I WENT to a wedding for the first time when I was 18. I remember hearing about the bride’s hen night – namely what a disappointment it was – from the other women who had attended. She’d decided on a meal at cheap but clean restaurant (she worked in environmental health) and a night at the cinema. She had her taxi home booked before she went out, killing any hope of the occasion uncovering any latent party animal within.

At that age, still enjoying the novelty of going out, I was aghast at the sobriety of it. Years later, as I stamped life back into my feet in the early hours of the morning in an Edinburgh taxi rank, I felt that woman calling to me through the ether. I made two promises to myself: 1) never wear open-toed shoes in winter; and 2) never, under any circumstances, attend another hen do. I’ve kept both.

I’ve been invited to more, but have sidestepped every one of them. Between the ages of 18 and 24, I’d attended enough of the things to swear off them for life. After reading an article about a woman strong-armed into parting with £2000 to attend a luxury hen party in Ibiza (yep, the island that Brits ruined with 18-30 holidays), I conclude that I and my bank account have had a lucky escape.

Gone are the days when you had a night out with friends. Some hens are a week long. Is it even a hen if you’re in the city where you live? Is it even a hen if you don’t imbibe your fluids through a novelty straw? If you haven’t had to eat beans on toast for months to attend?

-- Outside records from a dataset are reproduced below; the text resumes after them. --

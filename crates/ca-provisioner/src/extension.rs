//! The provisioner identity extension.
//!
//! Every issued certificate carries a non-critical extension naming the
//! provisioner that authorized it:
//!
//! ```text
//! ProvisionerExtension ::= SEQUENCE {
//!     type          INTEGER,
//!     name          OCTET STRING,
//!     credentialID  OCTET STRING,
//!     keyValuePairs SEQUENCE OF DirectoryString OPTIONAL
//! }
//! ```
//!
//! `keyValuePairs` is only written when non-empty, so the three-field form is
//! unchanged for provisioners that never set it. Each pair is a
//! `PrintableString` when its characters allow it and a `UTF8String`
//! otherwise; both are accepted when decoding.

use ca_pki::{Certificate, Extension};
use serde::{Deserialize, Serialize};
use yasna::tags::{TAG_PRINTABLESTRING, TAG_UTF8STRING};
use yasna::{ASN1Error, ASN1ErrorKind, BERReader, DERWriter};

use crate::error::{Error, Result};
use crate::provisioner::ProvisionerType;

/// OID arcs of the provisioner extension, `1.3.6.1.4.1.37476.9000.64.1`.
pub const PROVISIONER_EXTENSION_OID: &[u64] = &[1, 3, 6, 1, 4, 1, 37476, 9000, 64, 1];

/// Identity of the provisioner that authorized a certificate.
#[derive(Debug, Clone, PartialEq, Eq, Serialize, Deserialize)]
pub struct ProvisionerExtension {
    /// Provisioner type.
    pub provisioner_type: ProvisionerType,
    /// Provisioner name.
    pub name: String,
    /// Credential the provisioner authenticated with, empty when none.
    pub credential_id: String,
    /// Extra attributes as alternating keys and values.
    pub key_value_pairs: Vec<String>,
}

impl ProvisionerExtension {
    /// Creates an extension without key-value pairs.
    #[must_use]
    pub fn new(
        provisioner_type: ProvisionerType,
        name: impl Into<String>,
        credential_id: impl Into<String>,
    ) -> Self {
        Self {
            provisioner_type,
            name: name.into(),
            credential_id: credential_id.into(),
            key_value_pairs: Vec::new(),
        }
    }

    /// Adds key-value pairs.
    #[must_use]
    pub fn with_key_value_pairs(mut self, pairs: Vec<String>) -> Self {
        self.key_value_pairs = pairs;
        self
    }

    /// DER encoding of the extension value.
    #[must_use]
    pub fn to_der(&self) -> Vec<u8> {
        yasna::construct_der(|writer| {
            writer.write_sequence(|writer| {
                writer.next().write_i64(i64::from(self.provisioner_type.code()));
                writer.next().write_bytes(self.name.as_bytes());
                writer.next().write_bytes(self.credential_id.as_bytes());
                if !self.key_value_pairs.is_empty() {
                    writer.next().write_sequence_of(|writer| {
                        for pair in &self.key_value_pairs {
                            write_directory_string(writer.next(), pair);
                        }
                    });
                }
            });
        })
    }

    /// Decodes an extension value.
    ///
    /// # Errors
    ///
    /// Returns [`Error::Extension`] on malformed DER, non UTF-8 strings, or
    /// an unknown type code.
    pub fn from_der(der: &[u8]) -> Result<Self> {
        let (code, name, credential_id, key_value_pairs) = yasna::parse_der(der, |reader| {
            reader.read_sequence(|reader| {
                let code = reader.next().read_i64()?;
                let name = reader.next().read_bytes()?;
                let credential_id = reader.next().read_bytes()?;
                let pairs = reader.read_optional(|reader| {
                    let mut pairs = Vec::new();
                    reader.read_sequence_of(|reader| {
                        pairs.push(read_directory_string(reader)?);
                        Ok(())
                    })?;
                    Ok(pairs)
                })?;
                Ok((code, name, credential_id, pairs.unwrap_or_default()))
            })
        })
        .map_err(|e| Error::Extension {
            reason: format!("invalid DER: {e}"),
        })?;

        let provisioner_type = u8::try_from(code)
            .ok()
            .and_then(ProvisionerType::from_code)
            .ok_or_else(|| Error::Extension {
                reason: format!("unknown provisioner type {code}"),
            })?;
        let utf8 = |bytes: Vec<u8>| {
            String::from_utf8(bytes).map_err(|e| Error::Extension {
                reason: e.to_string(),
            })
        };

        Ok(Self {
            provisioner_type,
            name: utf8(name)?,
            credential_id: utf8(credential_id)?,
            key_value_pairs,
        })
    }

    /// The certificate extension carrying this value, non-critical.
    #[must_use]
    pub fn to_extension(&self) -> Extension {
        Extension {
            oid: PROVISIONER_EXTENSION_OID.to_vec(),
            critical: false,
            value: self.to_der(),
        }
    }

    /// Finds and decodes the provisioner extension of an issued certificate.
    ///
    /// Returns `Ok(None)` when the certificate has no such extension.
    ///
    /// # Errors
    ///
    /// Returns [`Error::Extension`] if the extension is present but invalid.
    pub fn from_certificate(cert: &Certificate) -> Result<Option<Self>> {
        cert.extension(PROVISIONER_EXTENSION_OID)
            .map(|ext| Self::from_der(&ext.value))
            .transpose()
    }
}

/// Characters allowed in an ASN.1 `PrintableString`, minus `*` and `&`.
fn is_printable(s: &str) -> bool {
    s.bytes().all(|b| {
        b.is_ascii_alphanumeric()
            || matches!(b, b' ' | b'\'' | b'(' | b')' | b'+' | b',' | b'-' | b'.' | b'/' | b':' | b'=' | b'?')
    })
}

fn write_directory_string(writer: DERWriter<'_>, value: &str) {
    if is_printable(value) {
        writer.write_printable_string(value);
    } else {
        writer.write_utf8_string(value);
    }
}

fn read_directory_string(reader: BERReader<'_, '_>) -> yasna::ASN1Result<String> {
    match reader.lookahead_tag()? {
        TAG_PRINTABLESTRING => reader.read_printable_string(),
        TAG_UTF8STRING => reader.read_utf8string(),
        _ => Err(ASN1Error::new(ASN1ErrorKind::Invalid)),
    }
}

#[cfg(test)]
mod tests {
    use super::*;
    use test_case::test_case;

    #[test]
    fn acme_encoding_is_bit_exact() {
        let ext = ProvisionerExtension::new(ProvisionerType::Acme, "test@acme-provisioner.com", "");
        let mut expected = vec![0x30, 0x20, 0x02, 0x01, 0x06, 0x04, 0x19];
        expected.extend_from_slice(b"test@acme-provisioner.com");
        expected.extend_from_slice(&[0x04, 0x00]);
        assert_eq!(ext.to_der(), expected);
    }

    #[test]
    fn acme_round_trip() {
        let ext = ProvisionerExtension::new(ProvisionerType::Acme, "test@acme-provisioner.com", "");
        let decoded = ProvisionerExtension::from_der(&ext.to_der()).unwrap();
        assert_eq!(decoded, ext);
        assert_eq!(decoded.provisioner_type.code(), 6);
    }

    #[test]
    fn key_value_pairs_round_trip() {
        let ext = ProvisionerExtension::new(ProvisionerType::Aws, "aws", "123456789")
            .with_key_value_pairs(vec!["InstanceID".into(), "i-0abc".into()]);
        let der = ext.to_der();
        assert_eq!(ProvisionerExtension::from_der(&der).unwrap(), ext);
        // trailing SEQUENCE OF follows the credential id
        assert!(der.len() > ProvisionerExtension::new(ProvisionerType::Aws, "aws", "123456789").to_der().len());
    }

    #[test]
    fn printable_pairs_use_printable_string() {
        let ext = ProvisionerExtension::new(ProvisionerType::Aws, "aws", "123")
            .with_key_value_pairs(vec!["InstanceID".into(), "i-0abc".into()]);

        let mut expected = vec![0x30, 0x23, 0x02, 0x01, 0x04, 0x04, 0x03];
        expected.extend_from_slice(b"aws");
        expected.extend_from_slice(&[0x04, 0x03]);
        expected.extend_from_slice(b"123");
        expected.extend_from_slice(&[0x30, 0x14, 0x13, 0x0a]);
        expected.extend_from_slice(b"InstanceID");
        expected.extend_from_slice(&[0x13, 0x06]);
        expected.extend_from_slice(b"i-0abc");
        assert_eq!(ext.to_der(), expected);
    }

    #[test]
    fn non_printable_pairs_use_utf8_string() {
        let ext = ProvisionerExtension::new(ProvisionerType::Gcp, "gcp", "")
            .with_key_value_pairs(vec!["owner".into(), "ops@example.com".into()]);
        let der = ext.to_der();
        // '@' is outside the PrintableString alphabet
        assert!(der.windows(2).any(|w| w == [0x0c, 0x0f]));
        assert_eq!(ProvisionerExtension::from_der(&der).unwrap(), ext);
    }

    #[test]
    fn decodes_utf8_tagged_printable_pairs() {
        let mut der = vec![0x30, 0x14, 0x02, 0x01, 0x04, 0x04, 0x01, b'a', 0x04, 0x00];
        der.extend_from_slice(&[0x30, 0x0a, 0x0c, 0x02]);
        der.extend_from_slice(b"id");
        der.extend_from_slice(&[0x13, 0x04]);
        der.extend_from_slice(b"i-01");
        let ext = ProvisionerExtension::from_der(&der).unwrap();
        assert_eq!(ext.key_value_pairs, vec!["id".to_string(), "i-01".to_string()]);
    }

    #[test]
    fn extension_is_non_critical() {
        let ext = ProvisionerExtension::new(ProvisionerType::Jwk, "admin", "kid-1").to_extension();
        assert!(!ext.critical);
        assert_eq!(ext.oid_string(), "1.3.6.1.4.1.37476.9000.64.1");
    }

    #[test_case(&[] ; "empty input")]
    #[test_case(&[0x30, 0x03, 0x02, 0x01, 0x06] ; "truncated sequence")]
    #[test_case(&[0x30, 0x07, 0x02, 0x01, 0x63, 0x04, 0x00, 0x04, 0x00] ; "unknown type code")]
    #[test_case(&[0x30, 0x08, 0x02, 0x01, 0x01, 0x04, 0x01, 0xff, 0x04, 0x00] ; "name not utf8")]
    #[test_case(&[0x30, 0x0d, 0x02, 0x01, 0x04, 0x04, 0x00, 0x04, 0x00, 0x30, 0x04, 0x16, 0x02, b'i', b'd'] ; "ia5 pair")]
    fn rejects_malformed(der: &[u8]) {
        let err = ProvisionerExtension::from_der(der).unwrap_err();
        assert!(matches!(err, Error::Extension { .. }));
        assert!(err.to_string().starts_with("error marshaling provisioner extension"));
    }
}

There are two kinds of hen parties: the kind that makes you hate your friends and the kind that makes you hate yourself. Being the pretentious and precocious child I was, I’d always thought hen parties were a bit gauche, but figured I’d find something to enjoy – the debauchery, the outfits, Anne from finance doing the Macarena.

And then I had my own and was swiftly disabused of any notion of finding something to grip on to until it was time to go home.

My problem with hen parties is threefold: the premise; the aesthetic; the obligation. It’s a long-nursed and well-rounded hatred that has been vindicated by unpleasant experience. These days, the very thought of being served badly-mixed drinks by a bare-arsed butler working for minimum wage is enough for me to conclude definitively the failure of the human experiment.

The whole premise is icky. The idea of needing a night of louche behaviour before “settling down” paints a pretty grim picture of the marriage you intend to have. If you feel like you’re saying goodbye to something precious, ie your freedom and autonomy, you’re either marrying the wrong person or not done being single.

The whole thing is socially sanctioned misbehaviour of an unpalatable flavour. Each group of women indulge in their own Saturnalia, oblivious to how un-fun it is for everyone else in the restaurant or on the plane or in the bar.

Maybe it’s just me, but I’ve never been able to have the required amount of fun for fear of bothering other people just trying to have a nice time.

Then, there’s the aesthetic. L-plates, feather boas, matching T-shirts, badly-fitting fancy dress and poorly-made sashes. There are the Swifty-esque squad slogans #idosquad, #teambride and #misstomrs. All of it makes me feel like I’ve gobbled my weight in sugar.

They make me feel like an interloper. The matching outfits, the organised fun, the need to socialise with a group of people you’re not confident you’d recognise at the wedding: social hell. I’m sure to plenty of people it sounds like the best fun. And I’m sure to plenty of people I sound like a terrible snob. Although at least I’ll never be in the position of asking my friends to fork out money for me that would be better spent on things they need or really want.

So many friends struggle come wedding season because of the rising cost of extravagant, extended celebrations and the obligation to attend. It’s a sobering realisation that 15 years of friendship does not equate to £500 for a weekend in Amsterdam, for both the bride and her friends.

No bride should expect her day to matter as much to her pals as it does to her. I firmly believe that thinking of your friends’ financial situations and imposing on their time says more about your relationship than trying to get everyone to sign up for an expensive weekend away.

I’m getting married again next year, close to a decade after the first time, and I can honestly say what a relief it is to not to have to have another hen.

I’m grateful for the friends who threw the first one, but at this point in my life I’d rather be at home with a good book than looking sheepish in deely-boppers.